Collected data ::
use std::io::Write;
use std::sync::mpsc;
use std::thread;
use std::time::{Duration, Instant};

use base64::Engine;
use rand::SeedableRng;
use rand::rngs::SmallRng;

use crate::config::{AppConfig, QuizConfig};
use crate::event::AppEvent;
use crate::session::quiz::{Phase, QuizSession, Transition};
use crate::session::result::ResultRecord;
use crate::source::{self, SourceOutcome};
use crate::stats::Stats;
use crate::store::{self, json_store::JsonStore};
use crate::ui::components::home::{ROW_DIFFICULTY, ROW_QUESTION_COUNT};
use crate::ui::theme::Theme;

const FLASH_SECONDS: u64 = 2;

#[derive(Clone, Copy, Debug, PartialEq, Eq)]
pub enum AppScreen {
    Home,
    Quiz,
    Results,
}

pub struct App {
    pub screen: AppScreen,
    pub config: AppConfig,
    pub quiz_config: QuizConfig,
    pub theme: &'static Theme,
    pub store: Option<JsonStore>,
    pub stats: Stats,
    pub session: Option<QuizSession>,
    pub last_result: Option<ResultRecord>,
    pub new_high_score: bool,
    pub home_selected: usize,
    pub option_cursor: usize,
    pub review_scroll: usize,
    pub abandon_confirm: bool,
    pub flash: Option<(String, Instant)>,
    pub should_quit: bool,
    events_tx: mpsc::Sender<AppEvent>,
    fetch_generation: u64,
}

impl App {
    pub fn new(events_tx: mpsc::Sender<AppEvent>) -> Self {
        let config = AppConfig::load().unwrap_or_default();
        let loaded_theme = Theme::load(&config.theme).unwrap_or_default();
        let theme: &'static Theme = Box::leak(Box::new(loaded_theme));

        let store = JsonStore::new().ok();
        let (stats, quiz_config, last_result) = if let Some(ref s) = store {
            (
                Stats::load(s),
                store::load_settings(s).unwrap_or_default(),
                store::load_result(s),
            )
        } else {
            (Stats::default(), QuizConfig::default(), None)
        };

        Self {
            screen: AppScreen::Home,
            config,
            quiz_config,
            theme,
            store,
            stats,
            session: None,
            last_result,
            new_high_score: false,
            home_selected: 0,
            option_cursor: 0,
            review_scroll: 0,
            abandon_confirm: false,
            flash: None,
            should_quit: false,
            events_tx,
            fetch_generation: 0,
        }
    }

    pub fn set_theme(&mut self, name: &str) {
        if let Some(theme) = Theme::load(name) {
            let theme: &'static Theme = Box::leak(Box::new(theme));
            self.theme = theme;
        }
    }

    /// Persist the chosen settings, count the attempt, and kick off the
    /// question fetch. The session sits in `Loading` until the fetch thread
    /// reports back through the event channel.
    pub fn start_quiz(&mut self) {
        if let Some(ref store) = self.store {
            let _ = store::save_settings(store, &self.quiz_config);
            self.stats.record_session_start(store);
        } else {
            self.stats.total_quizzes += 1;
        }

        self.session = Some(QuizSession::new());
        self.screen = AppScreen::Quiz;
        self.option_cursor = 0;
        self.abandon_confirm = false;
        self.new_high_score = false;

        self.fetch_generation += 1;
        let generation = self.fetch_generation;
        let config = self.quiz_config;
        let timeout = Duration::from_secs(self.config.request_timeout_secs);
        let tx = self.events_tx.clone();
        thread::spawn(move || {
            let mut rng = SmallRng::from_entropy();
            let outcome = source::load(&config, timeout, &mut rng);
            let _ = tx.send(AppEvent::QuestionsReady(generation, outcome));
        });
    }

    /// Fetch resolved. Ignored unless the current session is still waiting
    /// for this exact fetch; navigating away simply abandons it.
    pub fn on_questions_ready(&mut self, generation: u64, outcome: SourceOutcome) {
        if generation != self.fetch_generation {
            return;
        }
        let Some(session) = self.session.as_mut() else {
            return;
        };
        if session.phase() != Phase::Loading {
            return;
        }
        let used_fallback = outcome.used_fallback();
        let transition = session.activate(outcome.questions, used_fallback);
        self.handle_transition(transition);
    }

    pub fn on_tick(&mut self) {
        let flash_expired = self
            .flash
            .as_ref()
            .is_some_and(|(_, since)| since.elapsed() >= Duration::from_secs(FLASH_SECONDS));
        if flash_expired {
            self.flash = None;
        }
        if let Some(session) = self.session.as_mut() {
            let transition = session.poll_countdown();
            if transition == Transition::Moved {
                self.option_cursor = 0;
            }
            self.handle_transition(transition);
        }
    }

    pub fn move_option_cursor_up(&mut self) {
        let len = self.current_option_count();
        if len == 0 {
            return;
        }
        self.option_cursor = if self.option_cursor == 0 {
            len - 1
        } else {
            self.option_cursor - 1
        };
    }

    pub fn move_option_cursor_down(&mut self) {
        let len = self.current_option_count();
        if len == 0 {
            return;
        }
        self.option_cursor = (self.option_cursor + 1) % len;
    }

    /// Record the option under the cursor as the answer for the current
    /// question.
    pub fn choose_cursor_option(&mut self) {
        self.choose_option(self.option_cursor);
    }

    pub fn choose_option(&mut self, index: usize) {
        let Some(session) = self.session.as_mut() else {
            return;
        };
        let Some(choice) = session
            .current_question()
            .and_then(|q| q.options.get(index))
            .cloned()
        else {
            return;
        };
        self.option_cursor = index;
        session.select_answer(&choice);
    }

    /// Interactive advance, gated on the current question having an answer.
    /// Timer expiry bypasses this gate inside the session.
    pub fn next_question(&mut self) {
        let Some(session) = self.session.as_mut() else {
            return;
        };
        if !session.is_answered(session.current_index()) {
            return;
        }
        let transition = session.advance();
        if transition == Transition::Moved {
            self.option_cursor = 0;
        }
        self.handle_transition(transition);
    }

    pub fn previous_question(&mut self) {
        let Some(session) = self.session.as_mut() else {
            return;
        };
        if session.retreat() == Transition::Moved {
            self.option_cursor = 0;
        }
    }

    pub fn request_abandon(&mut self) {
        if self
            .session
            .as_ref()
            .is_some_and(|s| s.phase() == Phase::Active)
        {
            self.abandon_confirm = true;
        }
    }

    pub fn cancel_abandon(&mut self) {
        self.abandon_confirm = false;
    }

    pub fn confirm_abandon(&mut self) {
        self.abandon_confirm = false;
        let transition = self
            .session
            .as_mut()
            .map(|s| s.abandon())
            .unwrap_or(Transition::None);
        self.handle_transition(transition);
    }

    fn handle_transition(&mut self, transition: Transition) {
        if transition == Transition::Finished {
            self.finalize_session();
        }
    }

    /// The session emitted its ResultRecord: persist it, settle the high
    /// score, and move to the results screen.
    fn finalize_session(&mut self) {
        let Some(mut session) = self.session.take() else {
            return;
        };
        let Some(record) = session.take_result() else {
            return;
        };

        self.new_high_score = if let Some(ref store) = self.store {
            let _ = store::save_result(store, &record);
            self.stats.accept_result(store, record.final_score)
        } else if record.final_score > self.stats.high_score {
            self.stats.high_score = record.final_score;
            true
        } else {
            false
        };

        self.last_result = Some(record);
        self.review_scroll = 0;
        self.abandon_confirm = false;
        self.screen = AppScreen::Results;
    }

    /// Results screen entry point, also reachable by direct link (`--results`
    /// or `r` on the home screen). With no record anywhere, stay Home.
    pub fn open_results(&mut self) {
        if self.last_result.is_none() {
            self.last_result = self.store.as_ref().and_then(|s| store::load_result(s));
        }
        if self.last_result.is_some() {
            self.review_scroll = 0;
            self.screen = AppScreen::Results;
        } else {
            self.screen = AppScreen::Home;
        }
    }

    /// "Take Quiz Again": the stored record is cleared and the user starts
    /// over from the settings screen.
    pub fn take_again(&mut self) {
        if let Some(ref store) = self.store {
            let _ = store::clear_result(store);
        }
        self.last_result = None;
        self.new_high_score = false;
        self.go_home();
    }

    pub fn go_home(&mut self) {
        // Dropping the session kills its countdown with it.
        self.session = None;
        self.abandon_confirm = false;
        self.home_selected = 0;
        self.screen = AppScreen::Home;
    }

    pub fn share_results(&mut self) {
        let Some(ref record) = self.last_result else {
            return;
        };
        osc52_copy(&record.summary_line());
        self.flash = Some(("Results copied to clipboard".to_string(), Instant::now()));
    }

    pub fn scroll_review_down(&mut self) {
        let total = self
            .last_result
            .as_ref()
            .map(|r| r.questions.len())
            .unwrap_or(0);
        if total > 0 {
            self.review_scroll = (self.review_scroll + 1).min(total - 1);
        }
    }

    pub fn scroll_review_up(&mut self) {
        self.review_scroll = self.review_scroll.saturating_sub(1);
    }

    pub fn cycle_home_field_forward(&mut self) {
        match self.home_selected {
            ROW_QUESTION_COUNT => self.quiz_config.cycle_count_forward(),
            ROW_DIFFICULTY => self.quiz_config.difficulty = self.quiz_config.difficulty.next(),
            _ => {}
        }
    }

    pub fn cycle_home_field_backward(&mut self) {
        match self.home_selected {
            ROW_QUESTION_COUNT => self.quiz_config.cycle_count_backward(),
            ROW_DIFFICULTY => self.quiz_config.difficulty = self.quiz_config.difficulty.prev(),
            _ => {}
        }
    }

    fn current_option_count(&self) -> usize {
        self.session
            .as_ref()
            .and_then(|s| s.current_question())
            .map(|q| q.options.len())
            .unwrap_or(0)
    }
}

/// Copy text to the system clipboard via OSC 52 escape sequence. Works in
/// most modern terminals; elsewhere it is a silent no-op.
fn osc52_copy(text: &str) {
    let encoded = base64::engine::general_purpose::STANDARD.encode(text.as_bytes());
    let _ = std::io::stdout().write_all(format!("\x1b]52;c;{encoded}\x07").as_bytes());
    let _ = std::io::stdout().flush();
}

What you are asked to do :: Your reply must contain exactly the lines from the first line of the data through the line holding "let config = AppConfig::load().unwrap_or_default();", and nothing more.

Expected answer ::
use std::io::Write;
use std::sync::mpsc;
use std::thread;
use std::time::{Duration, Instant};

use base64::Engine;
use rand::SeedableRng;
use rand::rngs::SmallRng;

use crate::config::{AppConfig, QuizConfig};
use crate::event::AppEvent;
use crate::session::quiz::{Phase, QuizSession, Transition};
use crate::session::result::ResultRecord;
use crate::source::{self, SourceOutcome};
use crate::stats::Stats;
use crate::store::{self, json_store::JsonStore};
use crate::ui::components::home::{ROW_DIFFICULTY, ROW_QUESTION_COUNT};
use crate::ui::theme::Theme;

const FLASH_SECONDS: u64 = 2;

#[derive(Clone, Copy, Debug, PartialEq, Eq)]
pub enum AppScreen {
    Home,
    Quiz,
    Results,
}

pub struct App {
    pub screen: AppScreen,
    pub config: AppConfig,
    pub quiz_config: QuizConfig,
    pub theme: &'static Theme,
    pub store: Option<JsonStore>,
    pub stats: Stats,
    pub session: Option<QuizSession>,
    pub last_result: Option<ResultRecord>,
    pub new_high_score: bool,
    pub home_selected: usize,
    pub option_cursor: usize,
    pub review_scroll: usize,
    pub abandon_confirm: bool,
    pub flash: Option<(String, Instant)>,
    pub should_quit: bool,
    events_tx: mpsc::Sender<AppEvent>,
    fetch_generation: u64,
}

impl App {
    pub fn new(events_tx: mpsc::Sender<AppEvent>) -> Self {
        let config = AppConfig::load().unwrap_or_default();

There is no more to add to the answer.